A la suite de cette offre, le conseil n'a plus été au courant de la suite des pourparlers qui se sont passés entre les deux gouvernements, jusqu'au moment où l'ordre de livraison a été donné au siège de l'exploitation.
Au cours des séances du conseil d'administration, j'ai toujours vu Monsieur Meynial, représentant la Maison Worms, préconiser les solutions qui étaient susceptibles de retarder ou d'empêcher la livraison de minerai aux Allemands.
En juillet 1941, les Allemands désirant voir augmenter la production du molybdène, avaient entamé des pourparlers pour apporter leur concours financier au développement des travaux de recherches et de préparation du gisement. Je crois utile, pour vous éclairer sur l'attitude de Monsieur Meynial, de vous déposer la minute des notes de séance que j'ai rédigées immédiatement après la séance du conseil d'administration du 4 juillet 1941, et adressées par voie confidentielle au Bureau de recherches et de participations minières.
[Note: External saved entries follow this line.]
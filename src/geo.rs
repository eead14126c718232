//! Great-circle geometry on a spherical Earth.

use crate::error::ScrubError;

/// Mean Earth radius used by the haversine formula, in meters.
pub const EARTH_RADIUS_M: f64 = 6_371_000.0;

/// A validated latitude/longitude pair in decimal degrees.
#[derive(Debug, Clone, Copy, PartialEq)]
pub struct Coordinate {
    lat: f64,
    lon: f64,
}

impl Coordinate {
    /// Fails with [`ScrubError::InvalidArgument`] unless both components are
    /// finite and inside their ranges.
    pub fn new(lat: f64, lon: f64) -> Result<Self, ScrubError> {
        let lat_ok = lat.is_finite() && (-90.0..=90.0).contains(&lat);
        let lon_ok = lon.is_finite() && (-180.0..=180.0).contains(&lon);
        if lat_ok && lon_ok {
            Ok(Self { lat, lon })
        } else {
            Err(ScrubError::InvalidArgument {
                latitude: lat,
                longitude: lon,
            })
        }
    }

    pub fn lat(&self) -> f64 {
        self.lat
    }

    pub fn lon(&self) -> f64 {
        self.lon
    }
}

impl TryFrom<(f64, f64)> for Coordinate {
    type Error = ScrubError;

    fn try_from((lat, lon): (f64, f64)) -> Result<Self, Self::Error> {
        Self::new(lat, lon)
    }
}

/// Haversine distance in meters, rounded to centimeters.
pub fn distance(origin: Coordinate, destination: Coordinate) -> f64 {
    let lat1 = origin.lat.to_radians();
    let lat2 = destination.lat.to_radians();
    let d_lat = (destination.lat - origin.lat).to_radians();
    let d_lon = (destination.lon - origin.lon).to_radians();

    let a = (d_lat / 2.0).sin().powi(2) + lat1.cos() * lat2.cos() * (d_lon / 2.0).sin().powi(2);
    // Rounding can push `a` past 1 for antipodal points.
    let a = a.clamp(0.0, 1.0);
    let c = 2.0 * a.sqrt().atan2((1.0 - a).sqrt());

    round2(EARTH_RADIUS_M * c)
}

/// Initial compass bearing from `origin` towards `destination`, in degrees
/// clockwise from true north within [0, 360).
pub fn bearing(origin: Coordinate, destination: Coordinate) -> f64 {
    let lat1 = origin.lat.to_radians();
    let lat2 = destination.lat.to_radians();
    let d_lon = (destination.lon - origin.lon).to_radians();

    let y = d_lon.sin() * lat2.cos();
    let x = lat1.cos() * lat2.sin() - lat1.sin() * lat2.cos() * d_lon.cos();

    let heading = (y.atan2(x).to_degrees() + 360.0) % 360.0;
    let heading = round2(heading);
    if heading >= 360.0 { 0.0 } else { heading }
}

fn round2(value: f64) -> f64 {
    (value * 100.0).round() / 100.0
}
Je tiens à préciser que si Monsieur Meynial, désigné par la Maison Worms comme administrateur, a joué un rôle actif dans la politique de la Société, Le Molybdène, la Maison Worms elle-même n'avait aucun pouvoir de gestion technique ou commerciale.
Et signe après lecture.

[Pièce jointe :]

Société Le Molybdène
Séance du conseil d'administration du 4 juillet 1941
- Notes de séance de M. Friedel -

Présents
MM. Guernier, président, Vinson, Meynial, Pitavino, Simon, Friedel.
Le procès-verbal de la dernière séance est lu et approuvé. A ce propos, M. Guernier précise que les placements en report, précédemment bloqués sont en voie de liquidation, ils doivent être remboursés le 5 juillet.
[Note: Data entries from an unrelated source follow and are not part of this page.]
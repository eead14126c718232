use std::fs;
use std::path::PathBuf;

use gpx_scrub::error::ScrubError;
use gpx_scrub::files::scrub_file;
use gpx_scrub::gpx_types::GpxDocument;
use gpx_scrub::options::ScrubOptions;
use gpx_scrub::parser::parse_gpx;
use gpx_scrub::scrub_gpx;
use gpx_scrub::scrubber::ScrubReport;

fn load_fixture(path: &str) -> String {
    fs::read_to_string(fixture_path(path)).unwrap()
}

fn fixture_path(path: &str) -> PathBuf {
    PathBuf::from(format!("tests/fixtures/{path}"))
}

fn scrub(gpx: &str, max_dist: f64) -> (GpxDocument, ScrubReport) {
    let (xml, report) = scrub_gpx(gpx, &ScrubOptions::new(max_dist)).unwrap();
    (parse_gpx(&xml).unwrap(), report)
}

fn track_coords(doc: &GpxDocument, track: usize, segment: usize) -> Vec<(f64, f64)> {
    doc.tracks[track].segments[segment]
        .points
        .iter()
        .map(|p| (p.lat, p.lon))
        .collect()
}

/// Fresh scratch directory under the system temp dir.
fn scratch_dir(name: &str) -> PathBuf {
    let dir = std::env::temp_dir().join(format!("gpx-scrub-{}-{name}", std::process::id()));
    let _ = fs::remove_dir_all(&dir);
    fs::create_dir_all(&dir).unwrap();
    dir
}

// ---- basic/ ----

#[test]
fn test_01_clean_track_unchanged() {
    let gpx = load_fixture("basic/01_clean_track.gpx");
    let (doc, report) = scrub(&gpx, 50.0);

    assert_eq!(doc, parse_gpx(&gpx).unwrap());
    assert_eq!(report.points_read, 5);
    assert_eq!(report.points_dropped, 0);
    assert_eq!(doc.tracks[0].name.as_deref(), Some("Morning Run"));
    assert_eq!(doc.tracks[0].segments[0].points[4].ele, Some(12.0));
}

// ---- noise/ ----

#[test]
fn test_02_single_spike_dropped() {
    let (doc, report) = scrub(&load_fixture("noise/02_single_spike.gpx"), 50.0);

    assert_eq!(
        track_coords(&doc, 0, 0),
        vec![
            (35.68, 139.7),
            (35.6801, 139.7001),
            (35.6802, 139.7002),
            (35.6803, 139.7003),
            (35.6804, 139.7004),
        ]
    );
    let times: Vec<&str> = doc.tracks[0].segments[0]
        .points
        .iter()
        .filter_map(|p| p.time.as_deref())
        .collect();
    assert!(!times.contains(&"2025-03-01T18:00:06Z"));
    assert_eq!(report.points_dropped, 1);
}

#[test]
fn test_03_multi_segment() {
    let gpx = load_fixture("noise/03_multi_segment.gpx");
    let original = parse_gpx(&gpx).unwrap();
    let (doc, report) = scrub(&gpx, 50.0);

    assert_eq!(
        report,
        ScrubReport {
            tracks: 2,
            segments: 4,
            points_read: 12,
            points_kept: 9,
            points_dropped: 3,
        }
    );

    let day1 = &doc.tracks[0];
    assert_eq!(day1.segments.len(), 3);
    assert_eq!(day1.segments[0].points.len(), 3);
    assert!(day1.segments[1].points.is_empty());
    assert_eq!(
        track_coords(&doc, 0, 2),
        vec![(34.9, 135.5), (34.9001, 135.5001), (34.9002, 135.5002)]
    );
    assert_eq!(day1.segments[2].points[1].extras[0].name, "extensions");
    assert_eq!(day1.extras, original.tracks[0].extras);

    // Only track points are touched.
    assert_eq!(doc.attributes, original.attributes);
    assert_eq!(doc.metadata, original.metadata);
    assert_eq!(doc.waypoints, original.waypoints);
    assert_eq!(doc.routes, original.routes);
    assert_eq!(doc.tracks[1], original.tracks[1]);
}

#[test]
fn test_thresholds_on_fixtures() {
    let gpx = load_fixture("noise/03_multi_segment.gpx");

    // Zero keeps only the first point of every non-empty segment.
    let (_, report) = scrub(&gpx, 0.0);
    assert_eq!(report.points_kept, 3);

    // Large enough to accept every jump.
    let (doc, report) = scrub(&gpx, 1e9);
    assert_eq!(report.points_dropped, 0);
    assert_eq!(doc, parse_gpx(&gpx).unwrap());
}

#[test]
fn test_scrubbing_twice_changes_nothing() {
    for fixture in [
        "basic/01_clean_track.gpx",
        "noise/02_single_spike.gpx",
        "noise/03_multi_segment.gpx",
    ] {
        let opts = ScrubOptions::new(50.0);
        let (once, _) = scrub_gpx(&load_fixture(fixture), &opts).unwrap();
        let (twice, report) = scrub_gpx(&once, &opts).unwrap();
        assert_eq!(twice, once, "{fixture}");
        assert_eq!(report.points_dropped, 0, "{fixture}");
    }
}

// ---- edge/ ----

#[test]
fn test_04_only_empty_segments() {
    let (doc, report) = scrub(&load_fixture("edge/04_only_empty_segments.gpx"), 10.0);
    assert_eq!(doc.tracks[0].segments.len(), 2);
    assert!(doc.tracks[0].segments.iter().all(|s| s.points.is_empty()));
    assert_eq!(report.segments, 2);
    assert_eq!(report.points_read, 0);
}

#[test]
fn test_05_invalid_coordinate() {
    let result = scrub_gpx(
        &load_fixture("edge/05_invalid_coordinate.gpx"),
        &ScrubOptions::new(10.0),
    );
    match result {
        Err(ScrubError::InvalidInput {
            track,
            segment,
            point,
            latitude,
            ..
        }) => {
            assert_eq!((track, segment, point), (0, 0, 1));
            assert_eq!(latitude, 135.68);
        }
        other => panic!("unexpected result: {other:?}"),
    }
}

#[test]
fn test_06_malformed_xml() {
    let result = scrub_gpx(&load_fixture("edge/06_malformed.gpx"), &ScrubOptions::new(10.0));
    assert!(matches!(result, Err(ScrubError::XmlParse(_))));
}

#[test]
fn test_07_truncated_file() {
    let result = scrub_gpx(&load_fixture("edge/07_truncated.gpx"), &ScrubOptions::new(10.0));
    match result {
        Err(ScrubError::UnexpectedEof(element)) => assert_eq!(element, "trkpt"),
        other => panic!("unexpected result: {other:?}"),
    }
}

#[test]
fn test_bad_threshold_rejected_before_parsing() {
    let result = scrub_gpx("not xml at all", &ScrubOptions::new(-1.0));
    assert!(matches!(result, Err(ScrubError::InvalidThreshold(_))));
}

// ---- files ----

#[test]
fn test_scrub_file_writes_output() {
    let dir = scratch_dir("writes-output");
    let output = dir.join("clean.gpx");

    let report = scrub_file(
        &fixture_path("noise/02_single_spike.gpx"),
        &output,
        &ScrubOptions::new(50.0),
    )
    .unwrap();

    assert_eq!(report.points_kept, 5);
    let written = parse_gpx(&fs::read_to_string(&output).unwrap()).unwrap();
    assert_eq!(written.track_point_count(), 5);
    // No temporary file left behind.
    assert_eq!(fs::read_dir(&dir).unwrap().count(), 1);

    fs::remove_dir_all(&dir).ok();
}

#[test]
fn test_scrub_file_overwrites_existing_output() {
    let dir = scratch_dir("overwrites");
    let output = dir.join("out.gpx");
    fs::write(&output, "stale").unwrap();

    scrub_file(
        &fixture_path("basic/01_clean_track.gpx"),
        &output,
        &ScrubOptions::new(50.0),
    )
    .unwrap();

    assert!(fs::read_to_string(&output).unwrap().contains("Morning Run"));
    fs::remove_dir_all(&dir).ok();
}

#[test]
fn test_scrub_file_failures_leave_output_alone() {
    let dir = scratch_dir("failures");
    let output = dir.join("out.gpx");
    fs::write(&output, "previous run").unwrap();

    let bad_threshold = scrub_file(
        &fixture_path("basic/01_clean_track.gpx"),
        &output,
        &ScrubOptions::new(-5.0),
    );
    assert!(matches!(bad_threshold, Err(ScrubError::InvalidThreshold(_))));

    let malformed = scrub_file(
        &fixture_path("edge/06_malformed.gpx"),
        &output,
        &ScrubOptions::new(50.0),
    );
    assert!(matches!(malformed, Err(ScrubError::XmlParse(_))));

    let truncated = scrub_file(
        &fixture_path("edge/07_truncated.gpx"),
        &output,
        &ScrubOptions::new(50.0),
    );
    assert!(matches!(truncated, Err(ScrubError::UnexpectedEof(_))));

    assert_eq!(fs::read_to_string(&output).unwrap(), "previous run");
    assert_eq!(fs::read_dir(&dir).unwrap().count(), 1);
    fs::remove_dir_all(&dir).ok();
}

#[test]
fn test_scrub_file_missing_input() {
    let dir = scratch_dir("missing-input");
    let input = dir.join("nope.gpx");
    let output = dir.join("out.gpx");

    match scrub_file(&input, &output, &ScrubOptions::new(50.0)) {
        Err(ScrubError::Io { path, source }) => {
            assert_eq!(path, input);
            assert_eq!(source.kind(), std::io::ErrorKind::NotFound);
        }
        other => panic!("unexpected result: {other:?}"),
    }
    assert!(!output.exists());
    fs::remove_dir_all(&dir).ok();
}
M. Guernier indique qu'à la demande de la Maison Worms, il propose au conseil de nommer deux nouveaux membres, Messieurs Meynial et Pitavino. Le conseil approuve ces désignations et les deux nouveaux membres sont admis.
- Documents à soumettre à l'assemblée générale
M. Guernier présente des projets de rapport à l'assemblée générale, de bilan et de comptes profits et pertes.
- Rapport
M. Friedel fait observer que la rédaction adoptée en ce qui concerne le gisement de cuivre et le gisement de Tisgui lui semble laisser le champ libre à un optimisme exagéré. Il faut la simplifier, dire simplement que l'on a repris les recherches de Tisgui et que l'on poursuit la préparation du gîte de cuivre.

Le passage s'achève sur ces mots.